In January 2025, as I resumed exercise post-op, I decided to sign up for the Transformation Challenge at OrangeTheory Fitness where I’ve been a member since the previous summer. It was a last-minute decision. In fact, I was influenced into it as someone else was signing up while I was changing into my boots after a class and I said, “I’ll sign up, too, why not!” I’d only done two classes since returning to the gym after my surgery, and I thought the challenge might be a good way to get motivated.
The rules were pretty simple:
- Minimum 3 workouts a week in-studio
- Complete 6 of 8 weeks of the challenge
Pre-surgery, I was regularly hitting 5 workouts a week so 3 seemed like a doable (and maybe even easy?) target. A couple of days later, I had my InBody Scan and the challenge kicked off a week later.
Upon signup, each Challenger chose their goal: Lose body fat or gain muscle. I decided that it was pretty unlikely that I’d lose any weight since I’m not carrying much excess, but I was eager to regain some muscle I’d lost during recovery.
I had no idea I would gain 3 pounds, making for a 5.24% increase in muscle mass. And you can just imagine my surprise to be named the WINNER of the challenge!

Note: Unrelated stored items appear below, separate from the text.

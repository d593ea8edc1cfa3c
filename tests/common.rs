// tests/common.rs
//
// In-process stub broker speaking the length-prefixed envelope protocol
// over plain TCP, plus configuration helpers shared by the integration
// tests.
#![allow(dead_code)]

use std::collections::HashSet;
use std::sync::atomic::{AtomicBool, AtomicU64, Ordering};
use std::sync::{Arc, Mutex, Once};

use bytes::Bytes;
use futures_util::{SinkExt, StreamExt};
use tokio::net::{TcpListener, TcpStream};
use tokio::sync::broadcast;
use tokio::task::JoinHandle;
use tokio_util::codec::Framed;

use ctrader_connector_rs::config::SessionConfig;
use ctrader_connector_rs::protocol::envelope::{self, Envelope};
use ctrader_connector_rs::transport::FrameCodec;
use ctrader_connector_rs::types::{encode_payload, payload_type, OaErrorRes};

static INIT: Once = Once::new();

// Initializes logging once across all tests; RUST_LOG controls verbosity.
pub fn setup() {
    INIT.call_once(|| {
        dotenv::dotenv().ok();
        env_logger::builder().is_test(true).try_init().ok();
    });
}

/// Knobs the tests flip at runtime to steer the stub's behavior.
#[derive(Default)]
pub struct BrokerBehavior {
    /// Reply to ApplicationAuth with a non-retriable error
    pub fail_app_auth: AtomicBool,
    /// Reply to AccountAuth with a non-retriable error
    pub fail_account_auth: AtomicBool,
    /// Swallow these request types (no response at all)
    pub swallow_types: Mutex<HashSet<u32>>,
    /// Reply to these request types with the generic error message
    pub error_types: Mutex<HashSet<u32>>,
    /// Delay responses to these request types by N milliseconds
    pub delay_response_ms: Mutex<std::collections::HashMap<u32, u64>>,
}

impl BrokerBehavior {
    pub fn swallow(&self, tag: u32) {
        self.swallow_types.lock().unwrap().insert(tag);
    }

    pub fn reply_error(&self, tag: u32) {
        self.error_types.lock().unwrap().insert(tag);
    }

    pub fn delay_response(&self, tag: u32, millis: u64) {
        self.delay_response_ms.lock().unwrap().insert(tag, millis);
    }

    fn swallows(&self, tag: u32) -> bool {
        self.swallow_types.lock().unwrap().contains(&tag)
    }

    fn errors(&self, tag: u32) -> bool {
        self.error_types.lock().unwrap().contains(&tag)
    }

    fn delay_for(&self, tag: u32) -> u64 {
        self.delay_response_ms
            .lock()
            .unwrap()
            .get(&tag)
            .copied()
            .unwrap_or(0)
    }
}

fn generic_error(correlation_id: Option<String>) -> Envelope {
    let res = OaErrorRes {
        ctid_trader_account_id: None,
        error_code: "TRADING_BAD_VOLUME".to_string(),
        description: Some("volume out of range".to_string()),
        maintenance_end_timestamp: None,
    };
    Envelope {
        payload_type: payload_type::OA_ERROR_RES,
        payload: encode_payload(&res),
        client_msg_id: correlation_id,
    }
}

fn auth_failure(correlation_id: Option<String>) -> Envelope {
    let res = OaErrorRes {
        ctid_trader_account_id: None,
        error_code: "CH_CLIENT_AUTH_FAILURE".to_string(),
        description: Some("invalid client credentials".to_string()),
        maintenance_end_timestamp: None,
    };
    Envelope {
        payload_type: payload_type::OA_ERROR_RES,
        payload: encode_payload(&res),
        client_msg_id: correlation_id,
    }
}

fn success_response_tag(request_tag: u32) -> Option<u32> {
    use ctrader_connector_rs::types::payload_type::*;
    Some(match request_tag {
        APPLICATION_AUTH_REQ => APPLICATION_AUTH_RES,
        ACCOUNT_AUTH_REQ => ACCOUNT_AUTH_RES,
        SUBSCRIBE_SPOTS_REQ => SUBSCRIBE_SPOTS_RES,
        UNSUBSCRIBE_SPOTS_REQ => UNSUBSCRIBE_SPOTS_RES,
        SUBSCRIBE_DEPTH_QUOTES_REQ => SUBSCRIBE_DEPTH_QUOTES_RES,
        UNSUBSCRIBE_DEPTH_QUOTES_REQ => UNSUBSCRIBE_DEPTH_QUOTES_RES,
        SUBSCRIBE_LIVE_TRENDBAR_REQ => SUBSCRIBE_LIVE_TRENDBAR_RES,
        UNSUBSCRIBE_LIVE_TRENDBAR_REQ => UNSUBSCRIBE_LIVE_TRENDBAR_RES,
        SYMBOLS_LIST_REQ => SYMBOLS_LIST_RES,
        TRADER_REQ => TRADER_RES,
        RECONCILE_REQ => RECONCILE_RES,
        _ => return None,
    })
}

fn respond(behavior: &BrokerBehavior, request: &Envelope) -> Vec<Envelope> {
    use ctrader_connector_rs::types::payload_type::*;

    if behavior.swallows(request.payload_type) {
        return Vec::new();
    }
    if request.payload_type == APPLICATION_AUTH_REQ
        && behavior.fail_app_auth.load(Ordering::Acquire)
    {
        return vec![auth_failure(request.client_msg_id.clone())];
    }
    if request.payload_type == ACCOUNT_AUTH_REQ
        && behavior.fail_account_auth.load(Ordering::Acquire)
    {
        return vec![auth_failure(request.client_msg_id.clone())];
    }
    if behavior.errors(request.payload_type) {
        return vec![generic_error(request.client_msg_id.clone())];
    }

    match success_response_tag(request.payload_type) {
        Some(tag) => vec![Envelope {
            payload_type: tag,
            payload: Bytes::from_static(b"\x01"),
            client_msg_id: request.client_msg_id.clone(),
        }],
        None => Vec::new(),
    }
}

/// A minimal broker: accepts any number of sequential/parallel connections,
/// answers the reserved request set, records everything it receives, and
/// lets tests push server-initiated envelopes or kill live connections.
pub struct StubBroker {
    pub port: u16,
    pub behavior: Arc<BrokerBehavior>,
    push_tx: broadcast::Sender<Envelope>,
    kill_tx: broadcast::Sender<()>,
    received: Arc<Mutex<Vec<Envelope>>>,
    connections: Arc<AtomicU64>,
    _accept_task: JoinHandle<()>,
}

impl StubBroker {
    pub async fn start() -> Self {
        let listener = TcpListener::bind("127.0.0.1:0").await.unwrap();
        let port = listener.local_addr().unwrap().port();
        let behavior = Arc::new(BrokerBehavior::default());
        let (push_tx, _) = broadcast::channel(256);
        let (kill_tx, _) = broadcast::channel(16);
        let received = Arc::new(Mutex::new(Vec::new()));
        let connections = Arc::new(AtomicU64::new(0));

        let accept_task = {
            let behavior = Arc::clone(&behavior);
            let push_tx = push_tx.clone();
            let kill_tx = kill_tx.clone();
            let received = Arc::clone(&received);
            let connections = Arc::clone(&connections);
            tokio::spawn(async move {
                loop {
                    let Ok((socket, _)) = listener.accept().await else {
                        break;
                    };
                    connections.fetch_add(1, Ordering::SeqCst);
                    tokio::spawn(serve_connection(
                        socket,
                        Arc::clone(&behavior),
                        push_tx.clone(),
                        kill_tx.subscribe(),
                        Arc::clone(&received),
                    ));
                }
            })
        };

        Self {
            port,
            behavior,
            push_tx,
            kill_tx,
            received,
            connections,
            _accept_task: accept_task,
        }
    }

    /// A session configuration pointed at this stub: plain TCP, fast
    /// timeouts, generous rate limit, and quick reconnect backoff.
    pub fn session_config(&self) -> SessionConfig {
        let mut config = SessionConfig::new("test-client", "test-secret", "test-token", 12345);
        config.host_override = Some("127.0.0.1".to_string());
        config.port = self.port;
        config.use_tls = false;
        config.connect_timeout_secs = 5.0;
        config.request_timeout_secs = 2.0;
        config.auth_timeout_secs = 2.0;
        config.rate_limit_per_second = 50;
        config.reconnect_backoff_base_ms = 20;
        config.reconnect_backoff_cap_ms = 100;
        config
    }

    /// Sends a server push to every live connection.
    pub fn push(&self, envelope: Envelope) {
        let _ = self.push_tx.send(envelope);
    }

    /// Drops every live connection, as a broker restart would.
    pub fn kill_connections(&self) {
        let _ = self.kill_tx.send(());
    }

    pub fn connection_count(&self) -> u64 {
        self.connections.load(Ordering::SeqCst)
    }

    /// How many frames with the given payload type the broker has seen.
    pub fn received_count(&self, tag: u32) -> usize {
        self.received
            .lock()
            .unwrap()
            .iter()
            .filter(|e| e.payload_type == tag)
            .count()
    }
}

async fn serve_connection(
    socket: TcpStream,
    behavior: Arc<BrokerBehavior>,
    push_tx: broadcast::Sender<Envelope>,
    mut kill_rx: broadcast::Receiver<()>,
    received: Arc<Mutex<Vec<Envelope>>>,
) {
    socket.set_nodelay(true).ok();
    let mut push_rx = push_tx.subscribe();
    let mut framed = Framed::new(socket, FrameCodec::new(15 * 1024 * 1024));

    loop {
        tokio::select! {
            frame = framed.next() => {
                let Some(Ok(bytes)) = frame else { break };
                let Ok(request) = envelope::decode(&bytes) else { break };
                received.lock().unwrap().push(request.clone());

                let delay = behavior.delay_for(request.payload_type);
                let responses = respond(&behavior, &request);
                if delay == 0 {
                    for response in responses {
                        if framed.send(envelope::encode(&response)).await.is_err() {
                            return;
                        }
                    }
                } else {
                    // Late responses ride the push channel so the read loop
                    // stays responsive.
                    let push_tx = push_tx.clone();
                    tokio::spawn(async move {
                        tokio::time::sleep(std::time::Duration::from_millis(delay)).await;
                        for response in responses {
                            let _ = push_tx.send(response);
                        }
                    });
                }
            }
            push = push_rx.recv() => {
                if let Ok(envelope) = push {
                    if framed.send(envelope::encode(&envelope)).await.is_err() {
                        return;
                    }
                }
            }
            _ = kill_rx.recv() => break,
        }
    }
}

/// Builds a spot-event push envelope.
pub fn spot_push(symbol_id: i64, bid: u64, ask: u64) -> Envelope {
    use ctrader_connector_rs::types::SpotEvent;
    let event = SpotEvent {
        ctid_trader_account_id: 12345,
        symbol_id,
        bid: Some(bid),
        ask: Some(ask),
        trendbar: Vec::new(),
        timestamp: Some(1_700_000_000_000),
    };
    Envelope::new(payload_type::SPOT_EVENT, encode_payload(&event))
}

/// Builds a depth-event push envelope.
pub fn depth_push(
    symbol_id: u64,
    new_quotes: Vec<ctrader_connector_rs::types::DepthQuoteData>,
    deleted_quotes: Vec<u64>,
) -> Envelope {
    use ctrader_connector_rs::types::DepthEvent;
    let event = DepthEvent {
        ctid_trader_account_id: 12345,
        symbol_id,
        new_quotes,
        deleted_quotes,
    };
    Envelope::new(payload_type::DEPTH_EVENT, encode_payload(&event))
}

/// Waits until `predicate` holds or the timeout elapses; panics on timeout.
pub async fn wait_for(label: &str, timeout: std::time::Duration, mut predicate: impl FnMut() -> bool) {
    let deadline = tokio::time::Instant::now() + timeout;
    while !predicate() {
        assert!(
            tokio::time::Instant::now() < deadline,
            "timed out waiting for: {}",
            label
        );
        tokio::time::sleep(std::time::Duration::from_millis(10)).await;
    }
}
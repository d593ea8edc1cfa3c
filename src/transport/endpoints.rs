//! cTrader server endpoints.

/// Demo environment protobuf endpoint.
pub const DEMO_HOST: &str = "demo.ctraderapi.com";
/// Live environment protobuf endpoint.
pub const LIVE_HOST: &str = "live.ctraderapi.com";
/// Both environments listen on the same port.
pub const PROTOBUF_PORT: u16 = 5035;

/// Returns the host for the given environment name.
///
/// Unknown names fall back to the demo host; `SessionConfig::validate`
/// rejects them before a connection is attempted.
pub fn host_for(host_type: &str) -> &'static str {
    match host_type.to_lowercase().as_str() {
        "live" => LIVE_HOST,
        _ => DEMO_HOST,
    }
}
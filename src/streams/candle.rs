//! Live candle streaming.
//!
//! The server piggybacks trendbar updates for subscribed timeframes on spot
//! events. The stream yields the forming bar each time such an event
//! arrives for its symbol and period.

use std::sync::Arc;

use prost::Message;

use crate::session::SessionShared;
use crate::streams::registry::Subscription;
use crate::streams::StreamCore;
use crate::types::{SpotEvent, TrendBar, TrendbarPeriod};

/// Async iterator over the forming candle of one symbol/timeframe pair.
pub struct CandleStream {
    core: StreamCore,
    period: TrendbarPeriod,
}

impl CandleStream {
    pub(crate) fn new(
        shared: Arc<SessionShared>,
        sub: Arc<Subscription>,
        period: TrendbarPeriod,
    ) -> Self {
        Self {
            core: StreamCore::new(shared, sub),
            period,
        }
    }

    pub fn period(&self) -> TrendbarPeriod {
        self.period
    }

    /// The next trendbar update, or `None` once the stream has ended.
    pub async fn next(&mut self) -> Option<TrendBar> {
        loop {
            let envelope = self.core.next_envelope().await?;
            let Ok(event) = SpotEvent::decode(envelope.payload.as_ref()) else {
                continue;
            };
            let bar = event
                .trendbar
                .iter()
                .filter(|bar| bar.period == Some(self.period.wire_value()))
                .find_map(|bar| TrendBar::from_wire(event.symbol_id, bar));
            if let Some(bar) = bar {
                return Some(bar);
            }
        }
    }

    /// Unsubscribes and removes the stream.
    pub async fn close(mut self) {
        self.core.close().await;
    }
}
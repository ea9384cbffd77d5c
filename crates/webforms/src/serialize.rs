//! Turn a tree back into markup.

use std::fmt::Write;

use crate::tree::{Attribute, Document, NodeId, NodeKind, is_void_element};

enum Step {
    Enter(NodeId),
    CloseTag(NodeId),
}

/// Render `document` as markup text.
///
/// Canonical input, double-quoted attributes and all, round-trips
/// byte-for-byte. Markup that needed recovery comes back normalized: values
/// gain quotes and elements the parser forced shut gain closing tags, so the
/// output reparses to the same structure rather than the same bytes.
pub fn to_markup(document: &Document) -> String {
    let mut out = String::new();
    let mut steps: Vec<Step> = document
        .children(document.root())
        .iter()
        .rev()
        .map(|&id| Step::Enter(id))
        .collect();
    while let Some(step) = steps.pop() {
        match step {
            Step::Enter(id) => write_node(document, id, &mut out, &mut steps),
            Step::CloseTag(id) => {
                if let NodeKind::Element { name, .. } = &document.node(id).kind {
                    let _ = write!(out, "</{name}>");
                }
            }
        }
    }
    out
}

fn write_node(document: &Document, id: NodeId, out: &mut String, steps: &mut Vec<Step>) {
    match &document.node(id).kind {
        NodeKind::Document { .. } => {}
        NodeKind::Element {
            name,
            attributes,
            self_closing,
            ..
        } => {
            let _ = write!(out, "<{name}");
            for attr in attributes {
                write_attribute(attr, out);
            }
            if *self_closing {
                out.push_str("/>");
                return;
            }
            out.push('>');
            let children = document.children(id);
            if children.is_empty() && is_void_element(name) {
                return;
            }
            steps.push(Step::CloseTag(id));
            steps.extend(children.iter().rev().map(|&child| Step::Enter(child)));
        }
        NodeKind::Text { text } => out.push_str(text),
        NodeKind::Comment { text, server_side } => {
            if *server_side {
                let _ = write!(out, "<%--{text}--%>");
            } else {
                let _ = write!(out, "<!--{text}-->");
            }
        }
        NodeKind::Directive { name, attributes } => {
            let _ = write!(out, "<%@ {name}");
            for attr in attributes {
                write_attribute(attr, out);
            }
            out.push_str(" %>");
        }
        NodeKind::ServerBlock { kind, body, .. } => {
            let _ = write!(out, "<%{}{body}%>", kind.sigil());
        }
        NodeKind::Doctype { text } => out.push_str(text),
        NodeKind::Error { raw, .. } => out.push_str(raw),
    }
}

/// Double quotes by default, single when the value itself holds a double
/// quote. Values holding both kinds are not representable and keep double.
fn write_attribute(attr: &Attribute, out: &mut String) {
    let _ = write!(out, " {}", attr.name);
    if let Some(value) = &attr.value {
        if value.contains('"') {
            let _ = write!(out, "='{value}'");
        } else {
            let _ = write!(out, "=\"{value}\"");
        }
    }
}

#[cfg(test)]
mod tests {
    use super::*;
    use crate::diagnostics::Diagnostics;
    use crate::tree::TreeBuilder;
    use crate::tree_snapshot::TreeSnapshot;

    fn parse(source: &str) -> Document {
        let mut diags = Diagnostics::new();
        let mut builder = TreeBuilder::new();
        crate::engine::run(source, &mut builder, &mut diags, None).unwrap();
        builder.finish(source.len())
    }

    #[test]
    fn canonical_markup_round_trips_byte_for_byte() {
        let source = concat!(
            "<%@ Page Language=\"C#\" Inherits=\"App.Default\" %>\n",
            "<!DOCTYPE html>\n",
            "<html>\n",
            "<head><title>Home</title></head>\n",
            "<body>\n",
            "<!-- header -->\n",
            "<asp:Label ID=\"Greeting\" runat=\"server\"/>\n",
            "<%-- server side note --%>\n",
            "<% if (ready) { %><%= User.Name %><% } %>\n",
            "<img src=\"logo.png\">\n",
            "<script runat=\"server\">void Page_Load() { }</script>\n",
            "</body>\n",
            "</html>\n",
        );
        assert_eq!(to_markup(&parse(source)), source);
    }

    #[test]
    fn normalized_output_reparses_to_the_same_tree() {
        let source = "<%@ Page Language=C# %><br><input type=text disabled><a href=/home>x</a>";
        let first = parse(source);
        let second = parse(&to_markup(&first));
        assert_eq!(
            TreeSnapshot::new(&first).render(),
            TreeSnapshot::new(&second).render()
        );
    }

    #[test]
    fn attribute_quoting_switches_when_the_value_holds_a_quote() {
        let source = "<div data-note='say \"hi\"'></div>";
        let doc = parse(source);
        assert_eq!(to_markup(&doc), source);
    }

    #[test]
    fn stray_and_error_nodes_keep_their_raw_text() {
        let source = "<a></b></a><![CDATA[x]]>";
        let doc = parse(source);
        assert_eq!(to_markup(&doc), source);
    }
}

Six months later, I haven’t slowed down much, and I’m currently enrolled in the second “transformation challenge” of the year – this time 6 weeks in length, with the same general rules:
- Minimum 3 workouts a week in-studio
- Complete 5 of the 6 weeks
- No goal set – two winners in each category (Muscle Increase, Fat Loss, Combined)
I love the gym. I was thrilled to win the TC in March, and it’s been a point of real pride for me that I had such a great result – not least because I worked REALLY hard.
But, what I wasn’t prepared for was the way the number on the scale – that 3lb increase – would mess with my psyche. I weigh the most I have ever weighed, outside of F’s first two years, and being pregnant with the two little guys. Before my surgery, I weighed about 124lbs. Now? I’m hanging out just below 130lbs most of the time. And it’s a number that spins around in my head.
Even though I know better.
Even though I know the scale doesn’t matter.
Even though I know I’m in arguably the best shape of my life.
Even though I feel (and look) strong.
I rarely weigh myself, and for many years I actually avoided the scale because it was too triggering. While pregnant the last two times, I would regularly ask not to be told my weight. I try to focus on how my clothes fit and how my body feels instead. Because I know better. Because the scale doesn’t matter.
Months on from that TC win, the 3lb increase continues to teeter between “wow, I can’t believe I gained all that muscle!” and “wow, I can’t believe I weigh this much”. With InBody scans, I can at least see what the number of the scale is made up of but years of believing I needed to weigh 120lbs or less aren’t easy to shake.
It’s a reminder of how pervasive the diet culture and bullshit we spent our entire youth being fed really is, and how it stays with us no matter how much unlearning we do.